Although Unlearn.AI is not working on anything close to medicines related to the COVID-19 pandemic, it’s a timely reminder of why improving clinical trials is important. We’re now in an urgent race to find vaccines and treatments for this new virus, and that highlights the need for more efficient approaches to trials, and that is an area where AI could prove to be a boost.

Unlearn does not disclose who its commercial partners are today, nor how far they’ve come with rolling out active, live trials. The funding will be used to inch closer to that point, it seems.

“This new financing marks an important milestone in our growth and will contribute to the significant progress we are making with regulators and with our commercial partners, who are already running studies with Digital Twins and demonstrating their value in generating robust evidence and increasing the potential for trial success,” said Charles K. Fisher, Ph.D., founder and CEO of Unlearn.AI, in a statement.

“Clinical trials are facing a number of persistent challenges that have only been exacerbated in recent weeks. With support from our forward-thinking investors and industry partners, we are excited to continue growing our exceptional team and advancing the science behind our first-of-its-kind Digital Twin approach.”

Fisher’s background is one that falls squarely at the nexus of technology and medical research. In addition to time spent as a principal scientist at pharma giant Pfizer, he has also worked at Leap Motion, and those roles followed years of studying and researching biophysics in academia.
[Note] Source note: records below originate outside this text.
//! Slit-cutter: splices an inner closed curve to its enclosing outer curve by
//! a zero-width cut, down then (pass 2 only) back up (spec.md §4.4).

use super::{Outcome, Pass, TraceCtx};
use crate::constants::*;
use crate::site::Site;
use crate::types::{PointKind, RawPoint};

/// Walk from `site.edge` in the `-imax` direction until the column leaves the
/// "between" class or hits a boundary, marking the slit's two ends so a
/// later boundary walk can find it from either side.
pub fn run_down(ctx: &mut TraceCtx, site: &mut Site, pass: &mut Pass) -> Outcome {
  let imax = ctx.mesh.imax;
  let down = -(imax as Left);
  let mut p = site.edge;

  if matches!(pass, Pass::Topology) {
    ctx.grid.set_bits(p, SLIT_DN);
  }

  let mut first = true;
  loop {
    if let Pass::Emit(out) = pass {
      out.push(RawPoint { point: ctx.mesh.point_at(p), kind: PointKind::SlitDown, start_of_slit: first });
    } else {
      site.n += 2;
    }
    first = false;

    let hit_boundary = ctx.grid.test(p, J_BNDY);
    let next = p - imax;
    let class_next = ctx.class(next);

    if hit_boundary || class_next != 1 {
      return match pass {
        Pass::Topology => {
          ctx.grid.set_bits(p, SLIT_UP);
          site.n += 1;
          Outcome::OpenEnd
        }
        Pass::Emit(_) => {
          site.edge = next;
          site.left = down;
          if hit_boundary {
            Outcome::ToLevel(2)
          } else {
            Outcome::ToLevel(if class_next == 2 { 2 } else { 0 })
          }
        }
      };
    }
    p = next;
  }
}

/// Pass 2 only: walk from `site.edge` in the `+imax` direction back out to
/// the enclosing curve, emitting the same column a second time.
pub fn run_up(ctx: &mut TraceCtx, site: &mut Site, pass: &mut Pass) -> Outcome {
  debug_assert!(pass.is_emit(), "slit-cutter up-stroke only runs on pass 2");
  let imax = ctx.mesh.imax;
  let up = imax as Left;
  let mut p = site.edge;

  let mut first = true;
  loop {
    if let Pass::Emit(out) = pass {
      out.push(RawPoint { point: ctx.mesh.point_at(p), kind: PointKind::SlitUp, start_of_slit: first });
    }
    first = false;

    let hit_boundary = ctx.grid.test(p, J_BNDY);
    let next = p + imax;
    let class_next = ctx.class(next);

    if hit_boundary || class_next != 1 {
      site.edge = next;
      site.left = -up;
      return if hit_boundary {
        Outcome::ToLevel(2)
      } else {
        Outcome::ToLevel(if class_next == 2 { 2 } else { 0 })
      };
    }
    p = next;
  }
}

#[cfg(test)]
#[path = "slit_cutter_test.rs"]
mod slit_cutter_test;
Unlearn approaches the idea of building these so-called digital twins as a classic machine learning problem, using “clinical trial datasets from thousands of patients to build the disease-specific machine learning models used to create Digital Twins and their corresponding virtual medical records.”

These are more than simple medical profiles: they match people according to demographics, lab tests and biomarkers. The idea is that by building AI-based twins, there is less of a need to find similar actual pairs of people — actual twins, even — to run tests and controls.
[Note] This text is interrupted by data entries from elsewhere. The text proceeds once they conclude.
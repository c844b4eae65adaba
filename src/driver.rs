//! Start-point enumeration and the outer two-pass loop (spec.md §4.5).
//!
//! `tracer::drive_curve` traces one curve once it has a `(edge0, left0)` to
//! start from; this module finds that starting point, runs both passes to
//! completion, and hands pass 2's flat point stream to `reorder`.

use crate::constants::*;
use crate::site::Site;
use crate::tracer::{drive_curve, Outcome, Pass, TraceCtx};
use crate::types::RawPoint;

/// Scans the state grid for start markers in the order the initializer laid
/// them down. The `START_ROW` bit is still threaded through for bit-layout
/// fidelity, but the scan position itself is tracked directly (permitted by
/// spec.md §9: "implementers may instead maintain an auxiliary list of start
/// positions; the observable output is unchanged").
pub struct StartCursor {
  next_ij: usize,
}

impl StartCursor {
  pub fn new() -> Self {
    Self { next_ij: 0 }
  }

  /// Find the next `(edge0, left0)` to start a curve from, given the
  /// previous curve's start site (if any). Checks the same-edge special
  /// cases first, then falls back to a forward scan.
  fn find(&mut self, ctx: &TraceCtx, prev: Option<&Site>) -> Option<(usize, Left)> {
    let imax = ctx.mesh.imax as Left;

    if let Some(prev) = prev {
      let mask = match prev.left0 {
        1 => I0_START | J1_START | J0_START,
        -1 => J1_START | J0_START,
        l if l == imax => J0_START,
        _ => 0,
      };
      if mask != 0 {
        let bits = ctx.grid.get(prev.edge0) & mask;
        if bits != 0 {
          return Some((prev.edge0, pick_direction(bits, imax)));
        }
      }
    }

    let total = ctx.grid.len();
    while self.next_ij < total {
      let ij = self.next_ij;
      let bits = ctx.grid.get(ij) & ANY_START;
      if bits != 0 {
        return Some((ij, pick_direction(bits, imax)));
      }
      self.next_ij += 1;
    }
    None
  }
}

/// Priority order from spec.md §4.5: `I1_START`, `I0_START`, `J1_START`,
/// `J0_START`.
fn pick_direction(bits: u16, imax: Left) -> Left {
  if bits & I1_START != 0 {
    1
  } else if bits & I0_START != 0 {
    -1
  } else if bits & J1_START != 0 {
    imax
  } else {
    -imax
  }
}

/// `level0` for a freshly-found start. Line mode has no upper level to walk
/// a boundary at, so it always starts at `0`. Filled mode starts at `2` for
/// j-edge starts and boundary i-edge starts (so the driver hands off to the
/// edge-walker immediately); otherwise at the non-"between" endpoint class.
fn start_level(ctx: &TraceCtx, edge0: usize, left0: Left) -> u16 {
  if !ctx.two_levels {
    return 0;
  }
  let imax = ctx.mesh.imax;
  if is_jedge(left0, imax) {
    return 2;
  }
  if ctx.grid.test(edge0, I_BNDY) {
    return 2;
  }
  let p0 = point0(edge0, left0);
  let p1 = point1(edge0, left0, imax);
  let c0 = ctx.class(p0);
  if c0 != 1 {
    c0
  } else {
    ctx.class(p1)
  }
}

/// One curve's topology-pass result, as recorded for pass 2 and reorder.
#[derive(Clone, Copy, Debug)]
pub struct PartSize {
  pub edge0: usize,
  pub left0: Left,
  /// Signed point count: negative when pass 2 will need to merge this curve
  /// with a slit/open-end partner (spec.md §9, "two-pass sizing").
  pub n: i64,
}

/// Pass 1: discover every curve's topology, returning one signed size per
/// curve. Mutates `ctx.grid`/`ctx.saddle`/`ctx.count` in place.
pub fn run_pass1(ctx: &mut TraceCtx) -> Vec<PartSize> {
  let mut cursor = StartCursor::new();
  let mut prev: Option<Site> = None;
  let mut sizes = Vec::new();
  let mut first_call = true;

  while let Some((edge0, left0)) = cursor.find(ctx, prev.as_ref()) {
    if first_call {
      ctx.grid.clear_bits(0, START_ROW);
      first_call = false;
    }

    let level0 = start_level(ctx, edge0, left0);
    let mut pass = Pass::Topology;
    let result = drive_curve(ctx, edge0, left0, level0, &mut pass);
    ctx.count -= 1;

    let open = matches!(result.outcome, Outcome::OpenEnd);
    if open {
      ctx.grid.set_bits(edge0, OPEN_END);
      ctx.grid.clear_bits(edge0, start_mark(left0, ctx.mesh.imax));
    }

    sizes.push(PartSize { edge0, left0, n: if open { -result.n } else { result.n } });

    let mut site = Site::new(edge0, left0);
    site.n = result.n;
    prev = Some(site);

    if ctx.count <= 0 {
      break;
    }
  }

  sizes
}

/// One pass-2 curve's worth of output: a contiguous run of `points` plus the
/// same `(edge0, left0)` pass 1 recorded it under, so reorder can match
/// `np[i]` against what was actually emitted.
pub struct EmittedPart {
  pub points: Vec<RawPoint>,
}

/// Pass 2: retrace every curve pass 1 found, in the same order, emitting
/// coordinates this time. Stops after exactly `sizes.len()` curves — pass
/// 1's invariant (the sum of signed sizes accounts for every start marker)
/// guarantees this matches the `ALL_DONE` sentinel pass 1 would otherwise be
/// scanned for.
pub fn run_pass2(ctx: &mut TraceCtx, sizes: &[PartSize]) -> Vec<EmittedPart> {
  let mut parts = Vec::with_capacity(sizes.len());

  for size in sizes {
    let mut out = Vec::new();
    let mut pass = Pass::Emit(&mut out);
    let level0 = start_level(ctx, size.edge0, size.left0);
    let _ = drive_curve(ctx, size.edge0, size.left0, level0, &mut pass);
    parts.push(EmittedPart { points: out });
  }

  parts
}

#[cfg(test)]
#[path = "driver_test.rs"]
mod driver_test;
Unlearn has been working on its platform since 2017, but the use of twins (and the pair’s very close genetic makeups in medical research) to track pathology and treatments goes back decades, and interestingly one of the novel coronavirus tracking apps that has seen some strong traction was borne out of a long-term twins study run out of Kings College Hospital in London working with Stanford and Massachusetts General Hospital in the US.

The growth of using AI to build “people” to run the effects of drugs also follows a much bigger theme of using computers and algorithms to test and create chemical combinations and therapies that would have in the past taken much longer, and cost much more, to run out manually. (Another example of where this is being applied is in the world of product development, where consumer goods companies are using AI platforms to formulate new soaps and other goods.)
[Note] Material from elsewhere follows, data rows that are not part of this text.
use super::*;

const IMAX: usize = 10;

#[test]
fn test_forward_i_edge() {
  assert_eq!(forward(1, IMAX), 1);
  assert_eq!(forward(-1, IMAX), 1);
}

#[test]
fn test_forward_j_edge() {
  assert_eq!(forward(IMAX as isize, IMAX), IMAX as isize);
  assert_eq!(forward(-(IMAX as isize), IMAX), IMAX as isize);
}

#[test]
fn test_point0_point1_i_edge_positive() {
  // left = +1: zone to the right, edge anchored at `edge`.
  assert_eq!(point0(100, 1), 100);
  assert_eq!(point1(100, 1, IMAX), 101);
}

#[test]
fn test_point0_point1_i_edge_negative() {
  // left = -1: zone to the left, edge's first endpoint is one step back.
  assert_eq!(point0(100, -1), 99);
  assert_eq!(point1(100, -1, IMAX), 100);
}

#[test]
fn test_point0_point1_j_edge() {
  let imax = IMAX as isize;
  assert_eq!(point0(100, imax), 100);
  assert_eq!(point1(100, imax, IMAX), 100 + IMAX);
  assert_eq!(point0(100, -imax), 100 - IMAX);
  assert_eq!(point1(100, -imax, IMAX), 100);
}

#[test]
fn test_is_jedge() {
  assert!(!is_jedge(1, IMAX));
  assert!(!is_jedge(-1, IMAX));
  assert!(is_jedge(IMAX as isize, IMAX));
  assert!(is_jedge(-(IMAX as isize), IMAX));
}

#[test]
fn test_start_mark_all_four_directions() {
  assert_eq!(start_mark(1, IMAX), I1_START);
  assert_eq!(start_mark(-1, IMAX), I0_START);
  assert_eq!(start_mark(IMAX as isize, IMAX), J1_START);
  assert_eq!(start_mark(-(IMAX as isize), IMAX), J0_START);
}

#[test]
fn test_bit_masks_are_disjoint() {
  let bits = [
    Z_VALUE, ZONE_EX, I_BNDY, J_BNDY, I0_START, I1_START, J0_START, J1_START, START_ROW, SLIT_UP,
    SLIT_DN, OPEN_END, ALL_DONE, SLIT_DN_VISITED,
  ];
  // Z_VALUE is 2 bits wide; every other mask is a single bit. Check that no
  // single-bit mask collides with another single-bit mask.
  let singles = &bits[1..];
  for (i, &a) in singles.iter().enumerate() {
    assert_eq!(a.count_ones(), 1, "mask {a:#x} is not a single bit");
    for &b in &singles[i + 1..] {
      assert_eq!(a & b, 0, "masks {a:#x} and {b:#x} overlap");
    }
  }
}

#[test]
fn test_any_start_is_union_of_four_start_bits() {
  assert_eq!(ANY_START, I0_START | I1_START | J0_START | J1_START);
}

#[test]
fn test_cross_step_i_edge_is_perpendicular_j_step() {
  assert_eq!(cross_step(1, IMAX), IMAX as isize);
  assert_eq!(cross_step(-1, IMAX), -(IMAX as isize));
}

#[test]
fn test_cross_step_j_edge_is_perpendicular_i_step() {
  assert_eq!(cross_step(IMAX as isize, IMAX), 1);
  assert_eq!(cross_step(-(IMAX as isize), IMAX), -1);
}
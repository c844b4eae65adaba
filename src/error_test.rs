use super::*;

#[test]
fn test_error_messages_are_stable() {
  assert_eq!(
    ContourError::InvalidDimensions { imax: 1, jmax: 3 }.to_string(),
    "mesh dimensions must be at least 2x2, got 1x3"
  );
  assert_eq!(
    ContourError::InvalidLevelOrder.to_string(),
    "filled levels must satisfy z0 < z1"
  );
  assert_eq!(
    ContourError::Invariant("pass 2 overran pass 1's count".into()).to_string(),
    "internal invariant violated: pass 2 overran pass 1's count"
  );
}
“Unlearn’s pioneering use of Digital Twins will limit the number of patients that need to go on placebo while also reducing overall trial enrollment time,” said 8VC Principal, Dr Francisco Gimenez, in a statement. “As investors at the intersection of healthcare and technology, we’re passionate about companies that pair cutting-edge computational techniques and innovative business models to meaningfully improve patient care. 8VC is excited to partner with Unlearn to bring about the biggest change in the drug approval process since the RCT.” Gimenez is joining the board of the startup with this round.